The new solution is based on the Advantech WISE-2410 vibration sensor, the high-performance WISE-6610 LoRaWAN® gateway, Actility’s ThingPark Enterprise IoT network management platform, and the advanced Advantech’s iMachine/PHM application, and is now available under Trial Kit form on Actility’s IoT marketplace: ThingPark Market.
The challenges of performing machines health checks
Maintenance companies have been experiencing increased difficulties in fulfilling their role in recent years. Due to the pandemic, they have been no longer able to travel to customer facilities to perform asset health analysis, and service providers are unable to realize their services and offers. Many are still battling an exponential slowdown due to the global lockdown.
Many manufacturers who rely on these services to maintain the health of process critical assets are helpless and thus face a high of costly downtime during these unprecedented times.
Implementing efficient maintenance processes is crucial to operators of industrial facilities, but it’s not an easy task. One of their greatest wishes is to avoid lengthy processes of data connection, pre-processing, model development, and inference engine development.
In the traditional method, still used by most factory operators, the on-site inspection is done manually, regularly but without stable inspection quality, and only passively reacting and informing the maintenance crew when the problem occurs.
Proactively Keeping Facilities at Productive Status Thanks to IoT
Actility & Advantech found a perfect partnership to join their forces and offer a solution to solve those issues.

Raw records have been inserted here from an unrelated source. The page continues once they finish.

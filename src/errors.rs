use std::path::PathBuf;
use std::time::Duration;
use thiserror::Error;

/// Missing or invalid input. Never retried: the caller has to fix the config.
#[derive(Error, Debug, Clone, PartialEq, Eq)]
pub enum ConfigError {
    #[error("missing required configuration: {}", .0.join(", "))]
    Missing(Vec<&'static str>),

    #[error("invalid value for {key}: {reason}")]
    Invalid { key: &'static str, reason: String },
}

#[derive(Error, Debug)]
pub enum DumpError {
    #[error("dump executable not found: {0}")]
    ExecutableNotFound(String),

    #[error("failed to prepare dump output: {0}")]
    Output(#[source] std::io::Error),

    #[error("failed to start dump process: {0}")]
    Spawn(#[source] std::io::Error),

    #[error("dump exited with {status}: {stderr}")]
    Exit { status: String, stderr: String },

    #[error("dump timed out after {0:?}")]
    Timeout(Duration),

    #[error("dump reported success but produced no file at {}", .0.display())]
    MissingOutput(PathBuf),

    #[error("dump reported success but {} is empty", .0.display())]
    EmptyOutput(PathBuf),
}

#[derive(Error, Debug)]
pub enum ArchiveError {
    #[error("{context}: {source}")]
    Io {
        context: String,
        #[source]
        source: std::io::Error,
    },

    #[error("archive timed out after {0:?}")]
    Timeout(Duration),

    #[error("archive cancelled before it was moved into place")]
    Cancelled,

    #[error("archive worker failed: {0}")]
    Worker(String),
}

impl ArchiveError {
    pub(crate) fn io(context: impl Into<String>, source: std::io::Error) -> Self {
        ArchiveError::Io {
            context: context.into(),
            source,
        }
    }
}

/// Errors reported by an object storage backend.
#[derive(Error, Debug, Clone, PartialEq, Eq)]
pub enum StorageError {
    #[error("authentication failed: {0}")]
    Auth(String),

    #[error("bucket not found: {0}")]
    BucketNotFound(String),

    #[error("network failure: {0}")]
    Network(String),

    #[error("{0}")]
    Other(String),
}

#[derive(Error, Debug)]
pub enum UploadError {
    #[error("upload to s3://{bucket}/{key} failed: {source}")]
    Storage {
        bucket: String,
        key: String,
        #[source]
        source: StorageError,
    },

    #[error("upload timed out after {0:?}")]
    Timeout(Duration),
}

#[derive(Error, Debug)]
pub enum BackupError {
    #[error("Configuration error: {0}")]
    Config(#[from] ConfigError),

    #[error("Dump failed: {0}")]
    Dump(#[from] DumpError),

    #[error("Archive failed: {0}")]
    Archive(#[from] ArchiveError),

    #[error("Upload failed: {0}")]
    Upload(#[from] UploadError),
}

impl BackupError {
    pub fn kind(&self) -> &'static str {
        match self {
            BackupError::Config(_) => "ConfigError",
            BackupError::Dump(_) => "DumpError",
            BackupError::Archive(_) => "ArchiveError",
            BackupError::Upload(_) => "UploadError",
        }
    }

    /// Anything but a configuration problem may succeed on a later attempt.
    pub fn is_retryable(&self) -> bool {
        !matches!(self, BackupError::Config(_))
    }
}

Thanks to a great combination of hardware and software expertise, we designed a winning solution to keep our engines healthy and monitor them to prevent any possible mishap: the Predictive Maintenance Solution for Rotating Machinery Solution. Installing LoRaWAN-connected vibration sensors and easy implementation of the infrastructure, allows you to analyze data from sensors measuring vibrations frequencies of machines and equipment in order to detect anomalous behavior, therefore enabling industrial end customers to decrease machines shutdowns and work accidents while increasing performance and safety.
Users get a very precise machine status prediction and prediction model retraining that refines the model while repositioning the sensor or refining the model performance.
Moreover, the most important feature designed ad hoc for the new solution is that it now acts proactively based on the future state of the machine, instead of carrying out routine inspections, preventing machine faults in advance. With the finetuned pre-trained model, users can expect to gain the inference result within two weeks of sensor installation.
Using this solution means joining the Industrial Revolution 4.0, and therefore ensuring a longer lifespan of equipment, lower spare parts inventory, and more cost-effective than run-to-failure or planned maintenance.
Applying the solution in an infinite number of use cases
Thanks to Predictive Maintenance Solution it was possible to overview all types of machines in one-stop, in real-time getting also the machine’s historical and future status. It can be used in petrochemical plants, PCB plants, Semiconductor Manufacturing Plants, and so much more.
One of the most successful use cases is the rotating manufacturing machinery management in steel plants. In this specific industry, the failure of the manufacturing machine will seriously affect the product line, that is the reason why it is extremely important to prevent unexpected breakdowns.